И если бы мне нужно было повторить или продолжить, я бы это с удовольствием сделал, потому что вы себе не представляете уровень благодарности людей, просто не представляете! Люди узнали, почему они живут на такой-то улице, такого-то имени. Им в голову не приходило, что вот, был такой человек. Что Хрущевский переулок – это не в честь Никиты Сергеевича Хрущева. Понимаете, как говорят?
Это образовательный проект. И вот сейчас, если удастся, мы будем делать его в других городах. Люди захотели это иметь у себя, каждая семья. Я буду это продолжать. Ну а инсинуации – что ж…
Но я надеюсь, что, может быть, следующие проекты всё-таки не вынут из моего семейного бюджета хорошие деньги. Тем более, что сейчас я пенсионер и ничего не зарабатываю, кроме пенсии.
– Обвинение Марии Певчих в ваш адрес строится, в том числе, в плоскости профессиональной этики. Она считает, что неэтично журналисту сотрудничать с теми, о ком делают расследования. Что сам Сергей Семенович Собянин – это государственный чиновник, а вы как журналист сотрудничали с его структурами.
– Я сотрудничал с московским бюджетом, ещё раз. Это деньги налогоплательщиков. Это мои деньги, в том числе, – я платил очень большие налоги в Москву. Это ваши деньги. Это, к сожалению, не деньги Марии Певчих, потому что она британская подданная. Я должен был у кого брать деньги, у Усманова, что ли? Глянцевый журнал себестоимостью в 128 рублей бесплатно раздается в каждую семью, каждому школьнику. Рекламу там нельзя было установить по договору, продавать его было нельзя. Только сейчас мы продаем остатки, потому что на последние одиннадцать журналов мы потратили свои деньги, так хоть что-то вернем через Shop. Я здесь ничего неэтичного не вижу. Они просто социалисты. Они хотят, чтобы государство всё распределяло планово. Они думают, что ничего зарабатывать нельзя. Ну вот я не заработал на этом, я рискнул. Это капитализм! Я рискнул и проиграл, потому что я иноагент. Да, у меня убыток. Ну да, убыток, что же теперь? Эти социалисты – они так видят.
– А кто социалисты? Кого вы называете социалистами?
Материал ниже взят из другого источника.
#[cfg(test)]
mod tests {
    use super::testing::*;
    use super::*;
    use crate::state::ranking::Rating;
    use crate::state::scanner::testing::{FakeLadder, row};
    use std::sync::atomic::Ordering;

    const HOUR: Duration = Duration::from_secs(3600);

    #[tokio::test]
    async fn cold_current_season_scans_synchronously() {
        let ladder = FakeLadder::default();
        ladder.set_page(17, 1, vec![row("Bar#222", 5, 9000)]);
        let h = harness(ladder, &["Foo#111", "Bar#222"], 17, HOUR).await;

        let view = h.coordinator.get_season(17).await.unwrap();

        assert!(view.is_current);
        assert!(!view.refreshing);
        assert_eq!(view.entries[0].battle_tag, "Bar#222");
        assert_eq!(view.entries[0].local_rank, 1);
        assert_eq!(view.entries[1].rating, Rating::NO_DATA);
        assert!(h.store.current(17).await.is_some());
        assert!(!h.coordinator.is_scanning(17));
    }

    #[tokio::test]
    async fn fresh_cache_is_served_without_scanning() {
        let h = harness(FakeLadder::default(), &["Foo#111"], 17, HOUR).await;
        h.coordinator.get_season(17).await.unwrap();
        h.ladder.clear_requests();

        let view = h.coordinator.get_season(17).await.unwrap();
        h.coordinator.drain().await;

        assert!(!view.refreshing);
        assert!(h.ladder.requests().is_empty());
    }

    #[tokio::test]
    async fn concurrent_stale_reads_start_one_scan() {
        let ladder = FakeLadder::with_latency(Duration::from_millis(50));
        ladder.set_page(17, 1, vec![row("Foo#111", 1, 9000)]);
        let h = harness(ladder, &["Foo#111"], 17, Duration::ZERO).await;
        h.coordinator.get_season(17).await.unwrap();
        h.ladder.clear_requests();

        let reads = (0..8).map(|_| h.coordinator.get_season(17));
        let views = futures_util::future::join_all(reads).await;
        h.coordinator.drain().await;

        assert!(views.iter().all(|v| v.as_ref().unwrap().refreshing));
        assert_eq!(h.ladder.scans_started(17), 1);
    }

    #[tokio::test]
    async fn concurrent_cold_reads_share_one_scan() {
        let ladder = FakeLadder::with_latency(Duration::from_millis(50));
        ladder.set_page(17, 1, vec![row("Foo#111", 1, 9000)]);
        let h = harness(ladder, &["Foo#111"], 17, HOUR).await;

        let reads = (0..5).map(|_| h.coordinator.get_season(17));
        let views = futures_util::future::join_all(reads).await;

        for view in views {
            assert_eq!(view.unwrap().entries[0].rank, Some(1));
        }
        assert_eq!(h.ladder.scans_started(17), 1);
    }

    #[tokio::test]
    async fn roster_change_triggers_rescan_within_ttl() {
        let ladder = FakeLadder::default();
        ladder.set_page(17, 1, vec![row("Foo#111", 3, 9000), row("Bar#222", 4, 8900)]);
        let h = harness(ladder, &["Foo#111"], 17, HOUR).await;
        h.coordinator.get_season(17).await.unwrap();
        h.ladder.clear_requests();

        h.roster.replace(&["Foo#111", "Bar#222"]);
        let view = h.coordinator.get_season(17).await.unwrap();

        assert!(view.refreshing);
        let bar = view.entries.iter().find(|e| e.battle_tag == "Bar#222").unwrap();
        assert_eq!(bar.rating, Rating::UPDATING, "served as placeholder until the rescan lands");

        h.coordinator.drain().await;
        assert_eq!(h.ladder.scans_started(17), 1);
        let record = h.store.current(17).await.unwrap();
        assert_eq!(record.entries.len(), 2);
        assert!(record.entries.iter().all(|e| e.found));
    }

    #[tokio::test]
    async fn past_season_backfills_only_new_player() {
        let ladder = FakeLadder::with_latency(Duration::from_millis(20));
        ladder.set_page(16, 1, vec![row("Foo#111", 10, 9000), row("Bar#222", 20, 8000)]);
        let h = harness(ladder, &["Foo#111", "Bar#222"], 17, HOUR).await;
        let first = h.coordinator.get_season(16).await.unwrap();
        assert!(!first.is_current);

        // The ladder has since moved on; archived entries must not follow it.
        h.ladder.set_page(16, 1, vec![
            row("Foo#111", 1, 12000),
            row("Bar#222", 2, 11000),
            row("New#333", 30, 7000),
        ]);
        h.ladder.clear_requests();
        h.roster.replace(&["Foo#111", "Bar#222", "New#333"]);

        let view = h.coordinator.get_season(16).await.unwrap();
        assert!(view.refreshing);
        let new = view.entries.iter().find(|e| e.battle_tag == "New#333").unwrap();
        assert_eq!(new.rating, Rating::UPDATING);
        assert_eq!(h.store.archived(16).await.unwrap().entries.len(), 2, "placeholders are not persisted");

        h.coordinator.drain().await;
        assert_eq!(h.ladder.scans_started(16), 1);

        let archived = h.store.archived(16).await.unwrap();
        let by_tag = |tag: &str| archived.entries.iter().find(|e| e.battle_tag == tag).unwrap().clone();
        let before_foo = first.entries.iter().find(|e| e.battle_tag == "Foo#111").unwrap();
        let before_bar = first.entries.iter().find(|e| e.battle_tag == "Bar#222").unwrap();
        assert_eq!(by_tag("Foo#111"), *before_foo);
        assert_eq!(by_tag("Bar#222"), *before_bar);
        assert_eq!(by_tag("New#333").rank, Some(30));
        assert_eq!(by_tag("New#333").local_rank, 3);
    }

    #[tokio::test]
    async fn complete_archive_triggers_no_scan() {
        let ladder = FakeLadder::default();
        ladder.set_page(16, 1, vec![row("Foo#111", 10, 9000)]);
        let h = harness(ladder, &["Foo#111"], 17, HOUR).await;
        h.coordinator.get_season(16).await.unwrap();
        h.ladder.clear_requests();

        let view = h.coordinator.get_season(16).await.unwrap();
        h.coordinator.drain().await;

        assert!(!view.refreshing);
        assert!(h.ladder.requests().is_empty());
    }

    #[tokio::test]
    async fn roster_failure_keeps_serving_cache() {
        let h = harness(FakeLadder::default(), &["Foo#111"], 17, Duration::ZERO).await;
        h.coordinator.get_season(17).await.unwrap();
        h.roster.fail.store(true, Ordering::SeqCst);

        let view = h.coordinator.get_season(17).await.unwrap();
        h.coordinator.drain().await;

        assert_eq!(view.entries.len(), 1);
        assert!(!h.coordinator.is_scanning(17), "failed job must clear its flag");
        assert_eq!(h.store.current(17).await.unwrap().entries.len(), 1);
    }

    #[tokio::test]
    async fn cold_start_with_unreadable_roster_is_an_error() {
        let h = harness(FakeLadder::default(), &["Foo#111"], 17, HOUR).await;
        h.roster.fail.store(true, Ordering::SeqCst);

        assert!(h.coordinator.get_season(17).await.is_err());
        assert!(!h.coordinator.is_scanning(17));
    }

    #[tokio::test]
    async fn future_season_is_rejected() {
        let h = harness(FakeLadder::default(), &["Foo#111"], 17, HOUR).await;
        assert!(h.coordinator.get_season(18).await.is_err());
        assert!(h.ladder.requests().is_empty());
    }

    #[tokio::test]
    async fn force_rescan_replaces_archived_entries() {
        let ladder = FakeLadder::default();
        ladder.set_page(16, 1, vec![row("Foo#111", 10, 9000)]);
        let h = harness(ladder, &["Foo#111"], 17, HOUR).await;
        h.coordinator.get_season(16).await.unwrap();

        h.ladder.set_page(16, 1, vec![row("Foo#111", 2, 11000)]);
        let view = h.coordinator.force_rescan(16).await.unwrap();

        assert_eq!(view.entries[0].rank, Some(2));
        assert_eq!(h.store.archived(16).await.unwrap().entries[0].rank, Some(2));
    }

    fn take_ladder_down(ladder: &FakeLadder, season: u32) {
        for page in 1..=10 {
            ladder.fail_page(season, page);
        }
    }

    #[tokio::test]
    async fn ladder_outage_keeps_current_standings() {
        let ladder = FakeLadder::default();
        ladder.set_page(17, 1, vec![row("Foo#111", 3, 9000)]);
        let h = harness(ladder, &["Foo#111"], 17, Duration::ZERO).await;
        h.coordinator.get_season(17).await.unwrap();

        take_ladder_down(&h.ladder, 17);
        let view = h.coordinator.get_season(17).await.unwrap();
        h.coordinator.drain().await;

        assert!(view.refreshing);
        assert_eq!(view.entries[0].rank, Some(3));
        let stored = h.store.current(17).await.unwrap();
        assert!(stored.entries[0].found);
        assert_eq!(stored.entries[0].rank, Some(3));
        assert!(!h.coordinator.is_scanning(17));
    }

    #[tokio::test]
    async fn ladder_outage_fails_cold_read() {
        let h = harness(FakeLadder::default(), &["Foo#111"], 17, HOUR).await;
        take_ladder_down(&h.ladder, 17);

        assert!(h.coordinator.get_season(17).await.is_err());
        assert!(h.store.current(17).await.is_none());
    }

    #[tokio::test]
    async fn ladder_outage_leaves_backfill_pending() {
        let ladder = FakeLadder::default();
        ladder.set_page(16, 1, vec![row("Foo#111", 10, 9000)]);
        let h = harness(ladder, &["Foo#111"], 17, HOUR).await;
        h.coordinator.get_season(16).await.unwrap();

        take_ladder_down(&h.ladder, 16);
        h.roster.replace(&["Foo#111", "New#333"]);
        h.coordinator.get_season(16).await.unwrap();
        h.coordinator.drain().await;

        assert_eq!(h.store.archived(16).await.unwrap().entries.len(), 1);

        h.ladder.clear_requests();
        let view = h.coordinator.get_season(16).await.unwrap();
        h.coordinator.drain().await;
        assert!(view.refreshing, "missing player is retried");
        assert_eq!(h.ladder.scans_started(16), 1);
    }

    #[tokio::test]
    async fn ladder_outage_does_not_clear_on_rescan() {
        let ladder = FakeLadder::default();
        ladder.set_page(16, 1, vec![row("Foo#111", 10, 9000)]);
        let h = harness(ladder, &["Foo#111"], 17, HOUR).await;
        h.coordinator.get_season(16).await.unwrap();

        take_ladder_down(&h.ladder, 16);
        assert!(h.coordinator.force_rescan(16).await.is_err());

        let archived = h.store.archived(16).await.unwrap();
        assert_eq!(archived.entries[0].rank, Some(10));
        assert!(!h.coordinator.is_scanning(16));
    }

    #[tokio::test]
    async fn ladder_outage_blocks_finalize() {
        let ladder = FakeLadder::default();
        ladder.set_page(17, 1, vec![row("Foo#111", 3, 9000)]);
        let h = harness(ladder, &["Foo#111"], 17, HOUR).await;
        h.coordinator.get_season(17).await.unwrap();

        take_ladder_down(&h.ladder, 17);
        let result = h.coordinator.finalize_and_rotate(17, 18, "Season 18".into()).await;

        assert!(result.is_err());
        assert!(h.store.archived(17).await.is_none());
        assert_eq!(h.store.current(17).await.unwrap().entries[0].rank, Some(3));
        assert_eq!(h.catalog.current_season().await, 17);
    }

    #[tokio::test]
    async fn reads_during_rotation_never_rescan_closed_season() {
        let ladder = FakeLadder::with_latency(Duration::from_millis(20));
        ladder.set_page(17, 1, vec![row("Foo#111", 3, 9000)]);
        let h = harness(ladder, &["Foo#111"], 17, HOUR).await;
        h.coordinator.get_season(17).await.unwrap();
        h.ladder.clear_requests();

        let rotate = h.coordinator.finalize_and_rotate(17, 18, "Season 18".into());
        let reads = (0..10u64).map(|i| {
            let coordinator = h.coordinator.clone();
            async move {
                tokio::time::sleep(Duration::from_millis(i * 5)).await;
                coordinator.get_season(17).await
            }
        });
        let (rotated, views) = tokio::join!(rotate, futures_util::future::join_all(reads));
        h.coordinator.drain().await;

        rotated.unwrap();
        assert!(views.iter().all(|v| v.as_ref().unwrap().entries[0].rank == Some(3)));
        assert_eq!(h.ladder.scans_started(17), 1, "only the final scan ran");
        assert_eq!(h.catalog.current_season().await, 18);
        assert!(h.store.current(17).await.is_none());

        let view = h.coordinator.get_season(17).await.unwrap();
        assert!(!view.is_current);
        assert_eq!(h.ladder.scans_started(17), 1);
    }

    #[tokio::test]
    async fn current_season_scan_records_history() {
        let ladder = FakeLadder::default();
        ladder.set_page(17, 1, vec![row("Foo#111", 10, 9100)]);
        let h = harness(ladder, &["Foo#111"], 17, HOUR).await;
        h.coordinator.get_season(17).await.unwrap();

        let points = h.coordinator.history("foo#111").await;
        assert_eq!(points.len(), 1);
        assert_eq!(points[0].rating, 9100);
    }
}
– А у кого брать деньги на образовательные проект? У частных лиц брать нельзя, бюджет брать нельзя, потому что… почему? А частные школы? А учителя, которые получают зарплату? Они у мэра берут? – они у мэра берут, это же тот же бюджет. А, так значит, каждый учитель берет деньги у мэра, получая зарплату? каждый врач муниципальный? Надо же, как интересно. Это кто их так научил? Это где же они это взяли? Я буду делать это дальше, да, я буду делать это дальше.
– Алексей Алексеевич, давайте я отвечу на ваши слова про социалистов. Вы журналист, человек, который, по сути, должен драть эту власть. Но вы берете деньги налогоплательщиков, принимаете их от людей, облечённых властью, которая в России имеет очень плохую репутацию.
– Я вам говорю, зарплата учителей идет от власти, получается. И они обязаны облизывать эту власть? Или не брать эти деньги, работать бесплатно?
– Разве они этого не делают, Алексей Алексеевич? На выборах, как у нас обычно происходят фальсификации.
– Нет, конечно. Вы сейчас просто оскорбляете всех учителей. Может, вам не повезло, у вас были плохие учителя? Так бывает.
– Ну, может, мне со зрением не повезло, но я видел множество видео с камер наблюдения на избирательных участках.
– Люди, которые сейчас детям вместо родителей. Да, конечно, всякие встречаются, это тоже правда. И мы это знаем. Но это люди, которые отдают себя чужим детям.
И, тем не менее, они получают зарплату от государства. То есть любой государственный служащий, с вашей точки зрения, должен облизывать власти? То есть любой человек продажен? И все упирается в бабло, в то, кто ему платит зарплату? Если так, у вас очень тусклый взгляд на мир.
– Конечно, не так!
– Нет, ну, вы частично правы, потому что, скажем, известный ведущий «Популярной политики» Майкл Наки, когда работал на «Эхе Москвы» и писал в этот журнал статьи, и получал 1 рубль за знак, повышенную ставку, то он говорил одно. А потом он перешёл к другому работодателю, к Марии Певчих, и теперь говорит другое. Но это вариант не для меня.
Вот как Саша Плющев всегда критиковал меня за ДЭГ (дистанционное электронное голосование – прим. ред.), работает он на «Эхе Москвы», не работает он на «Эхе Москвы», вот как сейчас, сейчас – всегда: брал главного редактора и возил мордой об стол, прямо в редакции «Эха Москвы». Вот это правильно! Потому что он считал это правильным.
Поэтому вопрос не в том, кто платит и кто облизывает власть. Это зависит от человека. Можно ничего не платить и получать облизывание. Этот взгляд на мир плоский, я его не разделяю.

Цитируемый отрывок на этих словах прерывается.